Roco Schiavone, c’est le personnage récurrent des romans d’Antonio Manzini. Commissaire (ou sous-préfet) de police à Rome, il est sanctionné et muté à Champoluc, un village de montagne situé dans la vallée d'Aoste. Ses Clark’s dans la neige ne s’en remettront pas. Des enquêtes classiques mais des personnages attachants dont ce commissaire ronchon qu’on apprend à apprécier au fil des enquêtes…

Marco Vichi nous présente le Le Commissaire Bordelli, cinquantenaire débonnaire, pour des enquêtes qui se passent à Florence mais dans les années 60, période charnière dans l’histoire de l’Italie.

Le commissaire Ricciardo a ses afficionados parmi nos lecteurs ! Ce personnage créé par l’auteur Maurizio de Giovanni, est « né avec le siècle » (le XXe!) et débute ses enqûetes en 1931 dans la questure de Naples. Encore une fois, une période charnière avec la montée du fascisme mais De Giovanni y ajoute une petite dose de fantastique, Ricciardo à un don qu’il vit plutôt comme une malédiction : il voit ceux qui sont morts violemment et entend leur dernière pensée.

Avec Donato Carrisi, on passe du côté du thriller psychologique diablement efficace. C’est avec Le Chuchoteur qu’il se fait un nom en Italie comme en France. On y découvre Mila Vasquez, l'experte dans les affaires d’enlèvement que l’on retrouvera dans plusieurs enquêtes. D’autres séries suivront…

Le roman Sur le toit de l'enfer valut à son autrice d'être surnommée par la presse italienne la "Donato Carrisi au féminin" en 2015. Peut-être est-elle tout simplement Ilaria Tuti… Ce polar constitue le premier volet d'une série autour de la commissaire de police et spécialiste du profilage Teresa Battaglia. Un personnage atypique, une femme vieillissante qui commence à ressentir le poids des ans, souffre de diabète et qui cache soigneusement les premières atteintes de la maladie d’Alzheimer.

Barbara Frale, un nom qu’on croirait anglophone, est néamoins une historienne italienne, médiéviste et paléographe, travaillant aux archives secrètes du Vatican. Ses recherches portent plus particulièrement sur l'Ordre du Temple. Sa spécialité : le thriller historique et ésotérique...

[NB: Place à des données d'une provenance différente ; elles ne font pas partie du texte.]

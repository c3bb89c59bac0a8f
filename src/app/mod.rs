// SPDX-License-Identifier: MPL-2.0
//! Application root state.
//!
//! The `App` struct wires together localization, theme and the gallery
//! screen, and turns gallery messages and ticks into state updates.

mod message;
pub mod paths;
mod subscription;
mod view;

pub use message::{Flags, Message};

use crate::config::{self, Config};
use crate::gesture::Thresholds;
use crate::i18n::fluent::I18n;
use crate::media;
use crate::ui::gallery::{self, HueShift};
use crate::ui::theming::ThemeMode;
use iced::{window, Element, Subscription, Task, Theme};
use std::fmt;
use std::path::PathBuf;
use tracing::info;

/// Root Iced application state.
pub struct App {
    pub i18n: I18n,
    gallery: gallery::State,
    theme_mode: ThemeMode,
    /// Translation key of a startup warning, until dismissed.
    config_warning: Option<String>,
}

impl fmt::Debug for App {
    fn fmt(&self, f: &mut fmt::Formatter<'_>) -> fmt::Result {
        f.debug_struct("App")
            .field("theme_mode", &self.theme_mode)
            .field("images_loaded", &self.gallery.images().is_some())
            .finish()
    }
}

pub const WINDOW_DEFAULT_HEIGHT: u32 = 760;
pub const WINDOW_DEFAULT_WIDTH: u32 = 480;
pub const MIN_WINDOW_HEIGHT: u32 = 360;
pub const MIN_WINDOW_WIDTH: u32 = 360;

/// Builds the window settings
pub fn window_settings() -> window::Settings {
    window::Settings {
        size: iced::Size::new(WINDOW_DEFAULT_WIDTH as f32, WINDOW_DEFAULT_HEIGHT as f32),
        min_size: Some(iced::Size::new(
            MIN_WINDOW_WIDTH as f32,
            MIN_WINDOW_HEIGHT as f32,
        )),
        ..window::Settings::default()
    }
}

/// Entry point used by `main.rs` to launch the Iced application loop.
pub fn run(flags: Flags) -> iced::Result {
    let boot = move || App::new(flags.clone());

    iced::application(boot, App::update, App::view)
        .title(App::title)
        .theme(App::theme)
        .window(window_settings())
        .subscription(App::subscription)
        .run()
}

impl Default for App {
    fn default() -> Self {
        Self {
            i18n: I18n::default(),
            gallery: gallery::State::default(),
            theme_mode: ThemeMode::System,
            config_warning: None,
        }
    }
}

impl App {
    /// Loads settings and starts decoding the gallery images in the
    /// background.
    fn new(flags: Flags) -> (Self, Task<Message>) {
        let (config, config_warning) = config::load();
        let (app, assets_dir) = Self::from_config(flags, &config, config_warning);

        info!(assets = %assets_dir.display(), "loading gallery images");
        let task = Task::perform(
            media::load_gallery_async(assets_dir, HueShift::SHIFT_DEGREES),
            |images| Message::Gallery(gallery::Message::ImagesLoaded(images)),
        );

        (app, task)
    }

    /// Builds the application state from an already loaded config. Returns
    /// the directory the gallery images should be read from.
    fn from_config(
        flags: Flags,
        config: &Config,
        config_warning: Option<String>,
    ) -> (Self, PathBuf) {
        let i18n = I18n::new(flags.lang, config);
        let thresholds = Thresholds::from(&config.gestures);
        let gallery = gallery::State::new(&thresholds, config.display.panel_size());
        let assets_dir = paths::resolve_assets_dir(
            flags.assets_dir.map(PathBuf::from),
            config.display.assets_dir.clone(),
        );

        let app = App {
            i18n,
            gallery,
            theme_mode: config.general.theme_mode,
            config_warning,
        };
        (app, assets_dir)
    }

    fn title(&self) -> String {
        self.i18n.tr("window-title")
    }

    fn theme(&self) -> Theme {
        self.theme_mode.theme()
    }

    fn subscription(&self) -> Subscription<Message> {
        subscription::create_tick_subscription(self.gallery.needs_tick())
    }

    fn update(&mut self, message: Message) -> Task<Message> {
        match message {
            Message::Gallery(message) => {
                self.gallery.handle(message);
            }
            Message::Tick(instant) => {
                self.gallery.handle(gallery::Message::Tick(instant));
            }
            Message::DismissConfigWarning => {
                self.config_warning = None;
            }
        }
        Task::none()
    }

    fn view(&self) -> Element<'_, Message> {
        view::view(view::ViewContext {
            i18n: &self.i18n,
            gallery: &self.gallery,
            warning_key: self.config_warning.as_deref(),
        })
    }
}

#[cfg(test)]
mod tests {
    use super::*;
    use crate::config::{DisplayConfig, GeneralConfig, GestureConfig};
    use crate::gesture::{Button, PointerEvent};
    use crate::ui::gallery::Panel;
    use iced::Point;
    use std::time::{Duration, Instant};

    fn app_with(config: Config) -> (App, PathBuf) {
        App::from_config(
            Flags {
                lang: Some("en-US".to_string()),
                ..Flags::default()
            },
            &config,
            None,
        )
    }

    #[test]
    fn title_is_translated() {
        let (app, _) = app_with(Config::default());
        assert_eq!(app.title(), "Gesture Gallery");
    }

    #[test]
    fn theme_follows_config() {
        let config = Config {
            general: GeneralConfig {
                theme_mode: ThemeMode::Light,
                ..GeneralConfig::default()
            },
            ..Config::default()
        };
        let (app, _) = app_with(config);
        assert_eq!(app.theme(), Theme::Light);
    }

    #[test]
    fn assets_dir_prefers_cli_over_config() {
        let config = Config {
            display: DisplayConfig {
                assets_dir: Some(PathBuf::from("/from/config")),
                ..DisplayConfig::default()
            },
            ..Config::default()
        };

        let (_, dir) = app_with(config.clone());
        assert_eq!(dir, PathBuf::from("/from/config"));

        let (_, dir) = App::from_config(
            Flags {
                assets_dir: Some("/from/cli".to_string()),
                ..Flags::default()
            },
            &config,
            None,
        );
        assert_eq!(dir, PathBuf::from("/from/cli"));
    }

    #[test]
    fn configured_long_press_duration_is_used() {
        let config = Config {
            gestures: GestureConfig {
                long_press_secs: Some(0.5),
                ..GestureConfig::default()
            },
            ..Config::default()
        };
        let (mut app, _) = app_with(config);

        let _ = app.update(Message::Gallery(gallery::Message::Pointer {
            panel: Panel::Hue,
            event: PointerEvent::Pressed {
                button: Button::Primary,
                position: Point::ORIGIN,
            },
        }));
        assert!(app.gallery.needs_tick());

        let _ = app.update(Message::Tick(Instant::now() + Duration::from_millis(600)));
        assert!(app.gallery.gallery().hue().is_active());
    }

    #[test]
    fn config_warning_can_be_dismissed() {
        let (mut app, _) = App::from_config(
            Flags::default(),
            &Config::default(),
            Some(config::CONFIG_LOAD_WARNING_KEY.to_string()),
        );
        assert!(app.config_warning.is_some());

        let _ = app.update(Message::DismissConfigWarning);
        assert!(app.config_warning.is_none());
    }
}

En 2019, les éditions Gallmeister publiaient le premier roman de Piergiorgio Pulixi, L'île des âmes. Cette première enquête de Mara Rais et Eva Croce nous plonge dans les somptueux décors de la Sardaigne, au cœur de ténèbres venues du fond des âges. Glaçant... Un auteur reconnu en Italie mais qu'on commence à découvrir... Avis aux amateurs !


En conclusion, le jaune italien n’existe pas. Il existe beaucoup de jaunes italiens, de divers niveaux littéraires. C’est ce que nous vous proposons de découvrir avec « Giallissimo ; le roman noir et policier à l’italienne » : une sélection de romans disponibles à la Médiathèque de Bagnolet.

 


Ils ont écrit des romans policiers qui se passent en Italie mais ils ne sont pas Italiens !!

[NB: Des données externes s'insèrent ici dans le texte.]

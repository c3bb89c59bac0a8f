// SPDX-License-Identifier: MPL-2.0
//! Timer subscription for time-based gestures.
//!
//! Pointer input reaches the gallery through its canvases; the only thing
//! the application subscribes to is a clock, and only while a long press is
//! held or a wheel zoom burst is open.

use super::Message;
use crate::config::GESTURE_TICK_MS;
use iced::{time, Subscription};
use std::time::Duration;

pub fn create_tick_subscription(gesture_pending: bool) -> Subscription<Message> {
    if gesture_pending {
        time::every(Duration::from_millis(GESTURE_TICK_MS)).map(Message::Tick)
    } else {
        Subscription::none()
    }
}
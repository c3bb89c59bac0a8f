// SPDX-License-Identifier: MPL-2.0
//! Container styles.

use crate::ui::design_tokens::{palette, radius, spacing};
use iced::widget::container;
use iced::{Background, Border, Color, Theme};

/// Banner shown above the gallery when the settings file could not be read.
pub fn notice(theme: &Theme) -> container::Style {
    let base = theme.extended_palette().background.weak.color;

    container::Style {
        background: Some(Background::Color(base)),
        text_color: Some(theme.extended_palette().background.weak.text),
        border: Border {
            color: palette::WARNING_500,
            width: 1.0,
            radius: radius::SM.into(),
        },
        ..Default::default()
    }
}

/// Padding used inside [`notice`].
pub const NOTICE_PADDING: f32 = spacing::XS;

/// Pad outline color derived from the theme text color.
#[must_use]
pub fn pad_outline(theme: &Theme, alpha: f32) -> Color {
    Color {
        a: alpha,
        ..theme.palette().text
    }
}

L’incontournable Donna Leon, née en 1942, américaine, et les enquêtes vénitiennes du commissaire Brunetti.

Nicolas Remin, auteur allemand né en 1948 : le commissaire Tron enquête lui aussi à Venise mais dans les années 1860.

Magdalena Nabb (1947-2007) : Florence (dont elle est tombée amoureuse) et ses mystères pour des polars à l’atmosphère sombre. L’adjudant Guarnaccia enquête.

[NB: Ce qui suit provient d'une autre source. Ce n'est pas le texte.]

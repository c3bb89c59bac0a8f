// SPDX-License-Identifier: MPL-2.0
//! Fluent bundles embedded in the binary.

use crate::config::Config;
use fluent_bundle::{FluentBundle, FluentResource};
use rust_embed::RustEmbed;
use std::collections::HashMap;
use tracing::{debug, warn};
use unic_langid::{langid, LanguageIdentifier};

#[derive(RustEmbed)]
#[folder = "assets/i18n/"]
struct Asset;

fn default_locale() -> LanguageIdentifier {
    langid!("en-US")
}

pub struct I18n {
    bundles: HashMap<LanguageIdentifier, FluentBundle<FluentResource>>,
    pub available_locales: Vec<LanguageIdentifier>,
    current_locale: LanguageIdentifier,
}

impl std::fmt::Debug for I18n {
    fn fmt(&self, f: &mut std::fmt::Formatter<'_>) -> std::fmt::Result {
        f.debug_struct("I18n")
            .field("available_locales", &self.available_locales)
            .field("current_locale", &self.current_locale)
            .finish_non_exhaustive()
    }
}

impl Default for I18n {
    fn default() -> Self {
        Self::new(None, &Config::default())
    }
}

impl I18n {
    pub fn new(cli_lang: Option<String>, config: &Config) -> Self {
        let mut bundles = HashMap::new();
        let mut available_locales = Vec::new();

        for file in Asset::iter() {
            let filename = file.as_ref();
            let Some(locale) = filename
                .strip_suffix(".ftl")
                .and_then(|stem| stem.parse::<LanguageIdentifier>().ok())
            else {
                continue;
            };
            let Some(content) = Asset::get(filename) else {
                continue;
            };

            let source = String::from_utf8_lossy(content.data.as_ref()).to_string();
            let resource = match FluentResource::try_new(source) {
                Ok(resource) => resource,
                Err((resource, errors)) => {
                    warn!(file = filename, errors = errors.len(), "FTL file has syntax errors");
                    resource
                }
            };

            let mut bundle = FluentBundle::new(vec![locale.clone()]);
            // Isolation marks render as stray glyphs in iced text.
            bundle.set_use_isolating(false);
            if let Err(errors) = bundle.add_resource(resource) {
                warn!(file = filename, errors = errors.len(), "duplicate FTL messages");
            }
            bundles.insert(locale.clone(), bundle);
            available_locales.push(locale);
        }
        available_locales.sort_by_key(ToString::to_string);

        let current_locale = resolve_locale(cli_lang, config, &available_locales)
            .unwrap_or_else(default_locale);
        debug!(locale = %current_locale, "selected UI language");

        Self {
            bundles,
            available_locales,
            current_locale,
        }
    }

    #[must_use]
    pub fn current_locale(&self) -> &LanguageIdentifier {
        &self.current_locale
    }

    pub fn tr(&self, key: &str) -> String {
        if let Some(bundle) = self.bundles.get(&self.current_locale) {
            if let Some(msg) = bundle.get_message(key) {
                if let Some(pattern) = msg.value() {
                    let mut errors = vec![];
                    let value = bundle.format_pattern(pattern, None, &mut errors);
                    if errors.is_empty() {
                        return value.to_string();
                    }
                }
            }
        }
        format!("MISSING: {}", key)
    }
}

fn resolve_locale(
    cli_lang: Option<String>,
    config: &Config,
    available: &[LanguageIdentifier],
) -> Option<LanguageIdentifier> {
    let pick = |lang_str: &str| {
        lang_str
            .parse::<LanguageIdentifier>()
            .ok()
            .and_then(|lang| match_available(&lang, available))
    };

    // 1. CLI args
    if let Some(lang) = cli_lang.as_deref().and_then(pick) {
        return Some(lang);
    }

    // 2. Config file
    if let Some(lang) = config.general.language.as_deref().and_then(pick) {
        return Some(lang);
    }

    // 3. OS locale
    sys_locale::get_locale().as_deref().and_then(pick)
}

/// Exact match first, then the first locale sharing the language subtag
/// (so `fr-CA` falls back to `fr`).
fn match_available(
    lang: &LanguageIdentifier,
    available: &[LanguageIdentifier],
) -> Option<LanguageIdentifier> {
    available
        .iter()
        .find(|candidate| *candidate == lang)
        .or_else(|| {
            available
                .iter()
                .find(|candidate| candidate.language == lang.language)
        })
        .cloned()
}

#[cfg(test)]
mod tests {
    use super::*;
    use crate::config::Config;

    fn available() -> Vec<LanguageIdentifier> {
        vec![langid!("en-US"), langid!("fr")]
    }

    #[test]
    fn resolve_locale_prefers_cli() {
        let mut config = Config::default();
        config.general.language = Some("en-US".to_string());
        let lang = resolve_locale(Some("fr".to_string()), &config, &available());
        assert_eq!(lang, Some(langid!("fr")));
    }

    #[test]
    fn resolve_locale_uses_config() {
        let mut config = Config::default();
        config.general.language = Some("fr".to_string());
        let lang = resolve_locale(None, &config, &available());
        assert_eq!(lang, Some(langid!("fr")));
    }

    #[test]
    fn resolve_locale_matches_language_subtag() {
        let lang = resolve_locale(Some("fr-CA".to_string()), &Config::default(), &available());
        assert_eq!(lang, Some(langid!("fr")));
    }

    #[test]
    fn resolve_locale_default_is_available_or_none() {
        let lang = resolve_locale(None, &Config::default(), &available());
        // Depends on the OS locale of the machine running the tests.
        if let Some(l) = lang {
            assert!(available().contains(&l));
        }
    }

    #[test]
    fn bundled_translations_cover_ui_keys() {
        let i18n = I18n::new(Some("en-US".to_string()), &Config::default());
        assert_eq!(i18n.tr("reset-button"), "Reset");
        assert_eq!(i18n.tr("panel-pinch-title"), "Pinch to Zoom");

        let i18n = I18n::new(Some("fr".to_string()), &Config::default());
        assert_eq!(i18n.current_locale(), &langid!("fr"));
        assert!(!i18n.tr("panel-hue-title").starts_with("MISSING"));
    }

    #[test]
    fn unknown_key_is_marked_missing() {
        let i18n = I18n::new(Some("en-US".to_string()), &Config::default());
        assert_eq!(i18n.tr("no-such-key"), "MISSING: no-such-key");
    }

    #[test]
    fn unknown_cli_locale_falls_back_to_config() {
        let mut config = Config::default();
        config.general.language = Some("fr".to_string());
        let i18n = I18n::new(Some("ja".to_string()), &config);
        assert_eq!(i18n.current_locale(), &langid!("fr"));
    }
}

Michael Dibdin (1947-2007), auteur britannique. Son commissaire Aurelio Zen parcourt l’Italie au fil de ses enquêtes.

Veit Heinichen est un auteur allemand né en 1957. Il situe ses enquêtes dans la ville de Trieste avec le commissaire Laurenti.

Gilda Piersanti, née en Italie en 1957 et vivant à Paris depuis plus de 20 ans situe la plus part de ses romans à Rome.

Conor Fitzgerald est un romancier anglais né en 1964 qui vit actuellement à Rome. Il inaugure avec Kompromat une série dont le héros est le commissaire Blume, un personnage atypique, complexe et attachant, écartelé entre son pays d’adoption (l’Italie) et ses origines américaines.